At one end of the spectrum we find molecular epigenetic marks such as DNA methylation, as they feature in the normal development of the organism. Regardless of how faithfully they are transmitted through mitosis, or even if they pass through meiosis, they only contribute to individual variation if they are perturbed in different ways between individuals. If they do vary between individuals, though, in a fashion that is not passed on to the offspring, they will end up in the environmental variance component.
What about transmissible variation? There are multiple non-genetic ways for information to be passed a single generation: maternal or paternal effects need not be epigenetic in the molecular sense.
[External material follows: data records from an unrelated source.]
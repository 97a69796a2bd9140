//! Server configuration module

use clap::Parser;
use fieldwork_app::context::AppConfig;

use crate::config::{
    billing::{BillingConfig, BillingConfigError},
    db::DatabaseConfig,
    logging::LoggingConfig,
    notify::NotifyConfig,
    processor::ProcessorConfig,
    server::ServerRuntimeConfig,
};

pub(crate) mod billing;
pub(crate) mod db;
pub(crate) mod logging;
pub(crate) mod notify;
pub(crate) mod processor;
pub(crate) mod server;

/// Fieldwork JSON API Server configuration
#[derive(Debug, Parser)]
#[command(name = "fieldwork-json", about = "Fieldwork JSON API Server", long_about = None)]
pub struct ServerConfig {
    /// Server network settings.
    #[command(flatten)]
    pub server: ServerRuntimeConfig,

    /// Logging output settings.
    #[command(flatten)]
    pub logging: LoggingConfig,

    /// Application database settings.
    #[command(flatten)]
    pub database: DatabaseConfig,

    /// Tax, card and time clock rules.
    #[command(flatten)]
    pub billing: BillingConfig,

    /// Card payment processor connection.
    #[command(flatten)]
    pub processor: ProcessorConfig,

    /// Receipt notifications.
    #[command(flatten)]
    pub notify: NotifyConfig,
}

impl ServerConfig {
    /// Load configuration from environment and CLI arguments
    ///
    /// # Errors
    ///
    /// Returns an error if configuration cannot be parsed
    pub fn load() -> Result<Self, clap::Error> {
        // Load .env file if present (ignore if missing)
        _ = dotenvy::dotenv();

        Self::try_parse()
    }

    /// Get the socket address for binding
    #[must_use]
    pub fn socket_addr(&self) -> String {
        self.server.socket_addr()
    }

    /// Settings for wiring the application services.
    ///
    /// # Errors
    ///
    /// Returns an error when a billing value is out of range or the currency is unknown.
    pub fn app_config(&self) -> Result<AppConfig, BillingConfigError> {
        Ok(AppConfig {
            database_url: self.database.database_url.clone(),
            billing: self.billing.settings()?,
            processor: self.processor.to_processor_config(),
            notify_webhook_url: self.notify.notify_webhook_url.clone(),
            migrate: self.database.migrate,
        })
    }
}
They could be, like genomic imprinting, but they could also be caused by some biomolecule in the sperm, something that passes the blood–placenta barrier or something deposited by the mother into the egg. Transgenerational effects of this kind make related individuals more similar, they will affect the genetic variance component unless they are controlled. And in the best possible world of experimental design, parental effects can be controlled and modelled, and we can in principle separate out the maternal, paternal and genetic component. Think of effects like in Weaver & al (2004) that are perpetuated by maternal behaviour. If the behavioural transmission is strong enough they might form a pretty stable heritable effect that would appear in the genetic variance component if it’s not broken up by cross-fostering.
However, if the variation behaves like germ-line variation it will be irreversible by cross-fostering, inseparable from the genetic variance component, and it will have the potential to form a genuine parallel inheritance system. The question is: how stable will it be? Animals seem to be very good at resetting the epigenetic germline each generation. The most provocative suggestion is probably some type of variation that is both faithfully transmitted and sometimes responsive to the environment. Responsiveness means less fidelity of transmission, though, and it seems (Slatkin 2009) like epigenetic variants need to be stable for many generations to make any lasting impact on heritability. Then, at the heritable end of the spectrum, we find epigenetic variants that arise from some type of random mutation event and are transmitted faithfully through the germline. If they exist, they will behave just like any genetic variants and even have a genomic locus.